Tn C and Ca2+-induced tropomyosin movements
Although the mechanism of steric regulation in insect and vertebrate muscles is comparable, the mass of troponin in insects, and in arthropods in general, differs from that of troponin in vertebrates. A-IFM Tn I and T, for example, contain protein extensions not present in vertebrate troponin (Bullard et al., 1988
; Barbas et al., 1993
). The functional significance of these variations and of unique thin-filament components in some insect muscles is not known (cf. Bernstein et al., 1993
). In addition, Tn C, the most conserved of the troponin subunits, also differs in the A-IFM. Amino acid substitutions in three of the four EF hands in DmTnC4 (Qiu et al., 2003
), the major A-IFM Tn C isoform, leave only one metal-binding motif to regulate troponin-tropomyosin interactions. (In the A-IFM system, a minor Tn C isoform (DmTnC1) present in
10% of the total troponin, binds two Ca2+; that isoform and DmTnC4 apparently are randomly distributed among troponin complexes along thin filaments (Qiu et al., 2003
). The Tn C in molluscs, like DmTnC4, also binds Ca2+ only at site IV (Lehman et al., 1980
; Ojima et al., 2000
).) In contrast, vertebrate skeletal muscle Tn C contains four active EF hands, consisting of two low-affinity Ca2+-specific binding sites (I and II) located at the N-terminal lobe of the dumbbell-like protein, and two high-affinity Ca2+/Mg2+-exchange binding sites (III and IV) at the C-terminal lobe. (Tn C in vertebrate cardiac muscle contains three active EF hands, consisting of one low-affinity site (II), and two high-affinity sites (III and IV) (Tobacman, 1996
).) Only the low-affinity sites I and II bind Ca2+ rapidly enough to control skeletal and cardiac muscle. In vertebrates, sites III and IV are thought to be purely structural, not regulatory (reviewed in Tobacman, 1996
). Interestingly, in DmTnC4, only the C-terminal lobe EF hand corresponding to the type IV site is capable of binding Ca2+ (Qiu et al., 2003
). This is surprising since engineered vertebrate Tn C mutants that lack active sites I and II (but retain sites III and IV) do not activate myosin ATPase or support force in skinned fibers, because Tn I-T inhibition cannot be relieved by Ca2+ (Morris et al., 2001
). Reconstruction of filaments reconstituted with this mutant vertebrate "CBMII" TnC showed that in this system neither site III nor site IV is sufficient for Ca2+-dependent tropomyosin shifts, even when given time to bind Ca2+. Tropomyosin in these mutant vertebrate filaments, in fact, was in the blocked state both in the presence and absence of Ca2+ (Figs. 2 and 3). Thus, in the vertebrate system, Ca2+ binding to low-affinity binding sites (and not to high-affinity ones) is necessary for the tropomyosin movement. This observation highlights the differences between Drosophila and vertebrates in the function of Tn C EF hands at site IV. Unlike that in vertebrates, site IV in Drosophila is likely to be regulatory, and by binding Ca2+ responsible for steric regulation by tropomyosin. Despite the possibility that insect Tn C may display fairly tight Ca2+ binding (Qiu et al., 2003
), the relative affinities of Ca2+ and Mg2+ presumably combine to give an apparent Ca2+ affinity at site IV that accounts for a Ca2+-activation of A-IFM myofibrillar ATPase comparable to that in vertebrate striated muscle (Marston and Tregear, 1974
). It is intriguing that the hdp2 mutation involves part of Tn I that interacts with the C-lobe of Tn C, not with the N-lobe, and that the hdp2 mutation leads to defective steric regulation. This adds credence to the premise that in Drosophila and possibly other invertebrates the C-lobe may be regulatory.

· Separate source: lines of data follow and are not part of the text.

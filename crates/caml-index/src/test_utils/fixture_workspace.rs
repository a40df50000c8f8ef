//! Deterministic fixture workspace generator for benchmarks and tests.
//!
//! Generates synthetic OCaml projects with controlled characteristics:
//! number of interface files, values and types per file, nested
//! submodules, and how many files sit in a `lib/` subdirectory.
//!
//! Output has no randomness, so benchmarks are reproducible.

use std::fmt::Write;
use std::path::Path;
use tempfile::TempDir;

/// Configuration for generating a fixture workspace.
#[derive(Debug, Clone)]
pub struct FixtureConfig {
    pub file_count: usize,
    pub values_per_file: usize,
    pub types_per_file: usize,
    /// Files with an index below this also get a nested `module Sub : sig .. end`
    pub nested_modules: usize,
    /// Every n-th file goes to `lib/` instead of the root (0 disables)
    pub lib_every: usize,
}

/// Type expressions cycled through deterministically in generated values.
const TYPES: &[&str] = &[
    "int -> int",
    "'a list -> 'a option",
    "string -> ?sep:char -> string list",
    "('a -> 'b) -> 'a array -> 'b array",
    "unit -> unit",
    "float * float -> float",
];

impl FixtureConfig {
    /// Small workspace: 10 files, 5 values each.
    pub fn small() -> Self {
        Self {
            file_count: 10,
            values_per_file: 5,
            types_per_file: 1,
            nested_modules: 2,
            lib_every: 3,
        }
    }

    /// Medium workspace: 50 files, 20 values each.
    pub fn medium() -> Self {
        Self {
            file_count: 50,
            values_per_file: 20,
            types_per_file: 3,
            nested_modules: 10,
            lib_every: 4,
        }
    }

    /// Large workspace: 200 files, 60 values each (stdlib-sized).
    pub fn large() -> Self {
        Self {
            file_count: 200,
            values_per_file: 60,
            types_per_file: 5,
            nested_modules: 40,
            lib_every: 5,
        }
    }

    /// Relative path of the `index`-th generated file
    pub fn file_path(&self, index: usize) -> String {
        if self.lib_every > 0 && index % self.lib_every == self.lib_every - 1 {
            format!("lib/mod_{:03}.mli", index)
        } else {
            format!("mod_{:03}.mli", index)
        }
    }
}

/// Generate the content of a single interface file deterministically.
fn generate_interface_content(index: usize, config: &FixtureConfig) -> String {
    let mut content = String::new();

    for type_i in 0..config.types_per_file {
        writeln!(content, "(** Type {} of module {}. *)", type_i, index).unwrap();
        if type_i % 2 == 0 {
            writeln!(content, "type t{} = A{} | B{} of int * string", type_i, type_i, type_i).unwrap();
        } else {
            writeln!(content, "type t{} = {{ name{} : string; mutable size{} : int }}", type_i, type_i, type_i).unwrap();
        }
        content.push('\n');
    }

    for value_i in 0..config.values_per_file {
        let ty = TYPES[(index + value_i) % TYPES.len()];
        writeln!(content, "val value_{}_{} : {}", index, value_i, ty).unwrap();
        writeln!(content, "(** Generated value {}. *)", value_i).unwrap();
        content.push('\n');
    }

    writeln!(content, "exception Error_{} of string", index).unwrap();

    if index < config.nested_modules {
        content.push('\n');
        writeln!(content, "module Sub : sig").unwrap();
        writeln!(content, "  type t").unwrap();
        writeln!(content, "  val create : unit -> t").unwrap();
        writeln!(content, "  external unsafe_get : t -> int -> int = \"caml_sub_get\"").unwrap();
        writeln!(content, "end").unwrap();
    }

    content
}

/// Create a temporary fixture workspace from the given configuration.
///
/// The directory is cleaned up when the `TempDir` is dropped.
pub fn create_fixture_workspace(config: &FixtureConfig) -> TempDir {
    let temp_dir = TempDir::new().expect("Failed to create temp directory for fixture workspace");
    write_fixture_workspace(temp_dir.path(), config);
    temp_dir
}

/// Write fixture files into an existing directory.
pub fn write_fixture_workspace(dir: &Path, config: &FixtureConfig) {
    if config.lib_every > 0 {
        std::fs::create_dir_all(dir.join("lib"))
            .unwrap_or_else(|e| panic!("Failed to create lib directory: {}", e));
    }
    for i in 0..config.file_count {
        let content = generate_interface_content(i, config);
        let filename = config.file_path(i);
        std::fs::write(dir.join(&filename), &content)
            .unwrap_or_else(|e| panic!("Failed to write fixture file {}: {}", filename, e));
    }
}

Our studies have specifically addressed the structural mechanism of troponin-tropomyosin-linked Ca2+ regulation in the A-IFM. It is well known that the rhythmic contraction of A-IFM used for insect flight is not based on cyclic alternation in Ca2+ levels but is dependent instead on alternation between stretch-activation and release-deactivation (Pringle, 1978
; Tregear et al., 1998
). How a troponin-tropomyosin-linked steric blocking mechanism can be designed to be partly dependent on stretch-activation is an unsolved but exciting question for future investigation. The effect of Ca2+ binding to troponin-tropomyosin explored here, and necessary in vertebrate and invertebrate synchronous muscles, must be more complex in A-IFM, particularly since these muscles are likely to be additionally modulated by myosin-phosphorylation.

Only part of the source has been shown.